The 53-pound, aromatic hot dog steamer has seen more baseball games than the average fan ever will.
Most modern vendors said goodbye to those portable steamers long ago. Instead of lugging a giant steel box up and down stadium steps, they carry bags of foil-wrapped hot dogs, the moisture leaking into the buns as the dogs start to shrivel.
But not Mike Davie.
There’s a new ketchup toter in town, and he’s upholding the tradition set by legendary Bay Area vendor Jim Graff and former Oakland A’s vendor and unofficial mascot, “Hal the Hot Dog Guy.”
Using the same steamer Graff had made to sell hot dogs at Giants and A’s games long ago, Davie has enjoyed “nothing short of an amazing summer” hawking dogs at Oakland Ballers games.
“Every day is a good day at the Ballers game,” Davie said. “I can’t say that about other jobs I’ve had.”
The Ballers — the B’s — are approaching their final homestand this week. And if it goes well, they might sneak into the playoffs and extend their stay at the 4,000-capacity Raimondi Park into September. Their postseason push would align neatly with the A’s final games at the Coliseum, before that team moves to Sacramento in 2025 and then Las Vegas in 2028.
“The first couple games were a bit of a stumble,” said Davie. “I had to learn how to carry around that big steamer box.”
Davie, a social media marketing professional, was a vending newbie when Hal Gordon first approached him. But when Gordon — aka “Hal the Hot Dog Guy” — heard the Ballers were starting an Independent League team, he not only offered to share everything he knew about vending, he found himself a protege.
“The story of the A’s leaving town is about people who run things not caring about the Oakland community,” said Gordon, who stepped down in 2022 after the A’s declined his request for a more involved role. “I wanted to give Oakland a chance to continue on with some silly sports tradition. I think that’s what the Ballers have been about.”

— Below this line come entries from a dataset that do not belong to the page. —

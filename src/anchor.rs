use bevy::prelude::*;

use crate::interactable::{TkInteractableLookup, TkInteractableLookupMut};
use crate::math::Float;
use crate::sensors::TkEnvironmentSensor;
use crate::spatial_ext::{TkLayerMask, TkSpatialExt};
use crate::util::TkView;
use crate::TkConfigError;

#[derive(Component, Clone, Debug)]
#[cfg_attr(feature = "serialize", derive(serde::Serialize, serde::Deserialize))]
#[cfg_attr(feature = "serialize", serde(default))]
pub struct TkAnchorConfig {
    /// How far the anchor reaches along the view ray.
    pub max_anchor_distance: Float,
    pub anchorable_layers: TkLayerMask,
}

impl Default for TkAnchorConfig {
    fn default() -> Self {
        Self {
            max_anchor_distance: 10.0,
            anchorable_layers: TkLayerMask::ALL,
        }
    }
}

impl TkAnchorConfig {
    pub fn validate(&self) -> Result<(), TkConfigError> {
        TkConfigError::check_positive("max_anchor_distance", self.max_anchor_distance)
    }
}

/// The single object a player keeps anchored.
///
/// Anchoring goes through [`try_anchor_object`](Self::try_anchor_object), which releases the
/// current anchor instead of acquiring a new one when the slot is occupied. This keeps at most
/// one object anchored per slot.
#[derive(Component, Default, Debug)]
#[require(TkAnchorConfig)]
pub struct TkAnchorSlot {
    current: Option<Entity>,
}

impl TkAnchorSlot {
    pub fn current_anchor(&self) -> Option<Entity> {
        self.current
    }

    pub fn has_active_anchor(&self) -> bool {
        self.current.is_some()
    }

    /// Toggle the anchor.
    ///
    /// If an object is anchored, release it and return `false`. Otherwise, try to anchor the
    /// object under the crosshair, returning `true` on success.
    pub fn try_anchor_object(
        &mut self,
        config: &TkAnchorConfig,
        view: &TkView,
        sensor: &TkEnvironmentSensor<impl TkSpatialExt>,
        objects: &mut impl TkInteractableLookupMut,
    ) -> bool {
        if self.current.is_some() {
            self.release_anchor(objects);
            return false;
        }

        let Some(target) = self.anchorable_target(config, view, sensor, &*objects) else {
            return false;
        };
        let Some(object) = objects.object_mut(target) else {
            return false;
        };
        if object.interactable.try_anchor(object.body) {
            debug!("Anchored {target}");
            self.current = Some(target);
            true
        } else {
            false
        }
    }

    /// Release the current anchor, if any, and return the released entity.
    pub fn release_anchor(&mut self, objects: &mut impl TkInteractableLookupMut) -> Option<Entity> {
        let released = self.current.take()?;
        if let Some(object) = objects.object_mut(released) {
            object.interactable.release_anchor(object.body);
        }
        debug!("Released anchor {released}");
        Some(released)
    }

    /// Forget the anchor if its object no longer exists.
    pub fn forget_missing(&mut self, objects: &impl TkInteractableLookup) {
        if let Some(current) = self.current {
            if objects.interactable(current).is_none() {
                debug!("Anchored object {current} is gone");
                self.current = None;
            }
        }
    }

    fn anchorable_target(
        &self,
        config: &TkAnchorConfig,
        view: &TkView,
        sensor: &TkEnvironmentSensor<impl TkSpatialExt>,
        objects: &impl TkInteractableLookup,
    ) -> Option<Entity> {
        let (target, _) = sensor.view_target(
            view.origin,
            view.forward,
            config.max_anchor_distance,
            config.anchorable_layers,
            objects,
        )?;
        let interactable = objects.interactable(target)?;
        (interactable.can_be_anchored && !interactable.is_anchored()).then_some(target)
    }
}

Gordon sprang to baseball fan fame at the Coliseum in 2015. Inspired by Graff, Gordon wore a hand-tailored, red-and-white pinstripe vest and toted a portable hot dog steamer so old, he suspects the models are no longer in circulation.
Carrying hot dogs that were fresher and plumper than his competitors’, Gordon separated himself further with a custom, portable condiment station. At one point, it included 13 options: onions, relish, mayonnaise, sauerkraut, jalapenos, capers, Sriracha and an array of mustards, including some he had flown in from other states.
But it was Gordon’s personality and desire to connect with fans that made him so memorable. He often started chants, including his famous “Give me an A! What’s that spell?” He handed out autographed “Hal the Hot Dog Guy” baseball cards to kids and made people laugh with his trick ketchup bottle.
“There was a theory that the thing I’m doing is simple and stupid, but I thought there was always room to make it more interesting and better,” he said. “That’s what the goal was. The A’s really struggled with that concept.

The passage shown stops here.